WORK REQUIRED: Set down exactly the entries below, beginning at their first line and ending at the line with "the result of".

[Stored data]
*** Begin section ***

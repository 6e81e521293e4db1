//! The argument mini-language.
//!
//! A token is read as the first of these that applies:
//!
//! - `#text`: the length of `text`
//! - `$N`: the result of the command at position `N`
//! - an integer literal (decimal, `0x` hex, leading-`0` octal, optional sign)
//! - anything else: a string, passed by address, whose trailing `\n` escapes
//!   become real newlines
//!
//! An out of range `$N` is not an error: the token is re-read as a literal,
//! and since `$` never starts a literal, as a string.

use std::{borrow::Cow, ffi::CString};

use tracing::trace;

use crate::{
    auxiliary::constants::{
        general::MAX_COMMANDS,
        sigils::{ESCAPED_NEWLINE, LENGTH, PRIOR_RESULT},
    },
    errors::{Error, Result},
    register::ResultRegister,
};

#[derive(Clone, Copy, Debug, PartialEq, Eq)]
pub enum Argument<'a> {
    Length(usize),
    PriorResult(usize),
    Literal(u64),
    Text(&'a str),
}

impl<'a> Argument<'a> {
    /// Classifies `token`. `call` is only used to name the culprit in errors.
    pub fn parse(call: &str, token: &'a str) -> Result<Self> {
        if let Some(text) = token.strip_prefix(LENGTH) {
            // lengths are what calls like write(2) consume, so count bytes
            return Ok(Argument::Length(text.len()));
        }
        if let Some(index) = token.strip_prefix(PRIOR_RESULT).and_then(prior_result_index) {
            return Ok(Argument::PriorResult(index));
        }
        match parse_literal(token) {
            Ok(Some(value)) => Ok(Argument::Literal(value)),
            Ok(None) => Ok(Argument::Text(token)),
            Err(LiteralOutOfRange) => Err(Error::ArgumentOutOfRange {
                call: call.to_owned(),
                argument: token.to_owned(),
            }),
        }
    }

    /// The machine word handed to the call for this argument.
    ///
    /// Strings are copied into `texts`, which must outlive the call.
    pub fn to_word(
        &self,
        call: &str,
        register: &ResultRegister,
        texts: &mut TextArena,
    ) -> Result<u64> {
        let word = match *self {
            Argument::Length(length) => length as u64,
            Argument::PriorResult(index) => register_value(register, index) as u64,
            Argument::Literal(value) => value,
            Argument::Text(token) => texts.intern(call, token)?,
        };
        trace!(argument = ?self, word, "evaluated");
        Ok(word)
    }
}

/// Owns the NUL-terminated copies of string arguments for as long as the
/// call reading them runs.
#[derive(Debug, Default)]
pub struct TextArena {
    texts: Vec<CString>,
}

impl TextArena {
    pub fn new() -> Self {
        Self::default()
    }

    /// Unescapes `token`, stores it, and returns its address.
    pub fn intern(&mut self, call: &str, token: &str) -> Result<u64> {
        let text = CString::new(unescape_trailing_newlines(token).into_owned()).map_err(|_| {
            Error::InteriorNul {
                call: call.to_owned(),
                argument: token.to_owned(),
            }
        })?;
        // the heap buffer does not move when the CString itself does
        let address = text.as_ptr() as u64;
        self.texts.push(text);
        Ok(address)
    }

    #[cfg(test)]
    pub fn last(&self) -> Option<&CString> {
        self.texts.last()
    }
}

/// Rewrites every `\n` escape at the very end of `text` into a newline.
/// Escapes anywhere else are left alone.
pub fn unescape_trailing_newlines(text: &str) -> Cow<'_, str> {
    let mut stem = text;
    let mut newlines = 0;
    while let Some(shorter) = stem.strip_suffix(ESCAPED_NEWLINE) {
        stem = shorter;
        newlines += 1;
    }
    if newlines == 0 {
        return Cow::Borrowed(text);
    }
    let mut unescaped = String::with_capacity(stem.len() + newlines);
    unescaped.push_str(stem);
    unescaped.extend(std::iter::repeat('\n').take(newlines));
    Cow::Owned(unescaped)
}

pub(crate) fn register_value(register: &ResultRegister, index: usize) -> i64 {
    // prior_result_index only yields indexes below the capacity
    register.get(index).unwrap_or_default()
}

// read the way strtoul(3) reads base 10: leading blanks, an optional sign,
// then as many digits as there are. No digits at all means slot 0, a
// negated index wraps around and so lands out of range.
fn prior_result_index(text: &str) -> Option<usize> {
    let (negative, unsigned) = split_sign(text.trim_start_matches(is_c_space));
    let end = unsigned
        .find(|character: char| !character.is_ascii_digit())
        .unwrap_or(unsigned.len());
    let digits = &unsigned[..end];
    if digits.is_empty() {
        return Some(0);
    }
    let index = digits.parse::<usize>().ok()?;
    let index = if negative { index.wrapping_neg() } else { index };
    (index < MAX_COMMANDS).then_some(index)
}

fn is_c_space(character: char) -> bool {
    matches!(character, ' ' | '\t' | '\n' | '\x0b' | '\x0c' | '\r')
}

fn split_sign(text: &str) -> (bool, &str) {
    match text.as_bytes().first() {
        Some(b'-') => (true, &text[1..]),
        Some(b'+') => (false, &text[1..]),
        _ => (false, text),
    }
}

#[derive(Debug, PartialEq, Eq)]
struct LiteralOutOfRange;

fn parse_literal(token: &str) -> std::result::Result<Option<u64>, LiteralOutOfRange> {
    if token.is_empty() {
        return Ok(Some(0));
    }
    let (negative, unsigned) = split_sign(token.trim_start_matches(is_c_space));
    let (radix, digits) = if let Some(hex) = unsigned
        .strip_prefix("0x")
        .or_else(|| unsigned.strip_prefix("0X"))
    {
        (16, hex)
    } else if unsigned.len() > 1 && unsigned.starts_with('0') {
        (8, &unsigned[1..])
    } else {
        (10, unsigned)
    };
    if digits.is_empty() || !digits.chars().all(|digit| digit.is_digit(radix)) {
        return Ok(None);
    }
    let magnitude = u64::from_str_radix(digits, radix).map_err(|_| LiteralOutOfRange)?;
    Ok(Some(if negative {
        magnitude.wrapping_neg()
    } else {
        magnitude
    }))
}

*** End section ***

RESPONSE TO THE EXERCISE:
repository 6e81e521293e4db1
//! The argument mini-language.
//!
//! A token is read as the first of these that applies:
//!
//! - `#text`: the length of `text`
//! - `$N`: the result of the command at position `N`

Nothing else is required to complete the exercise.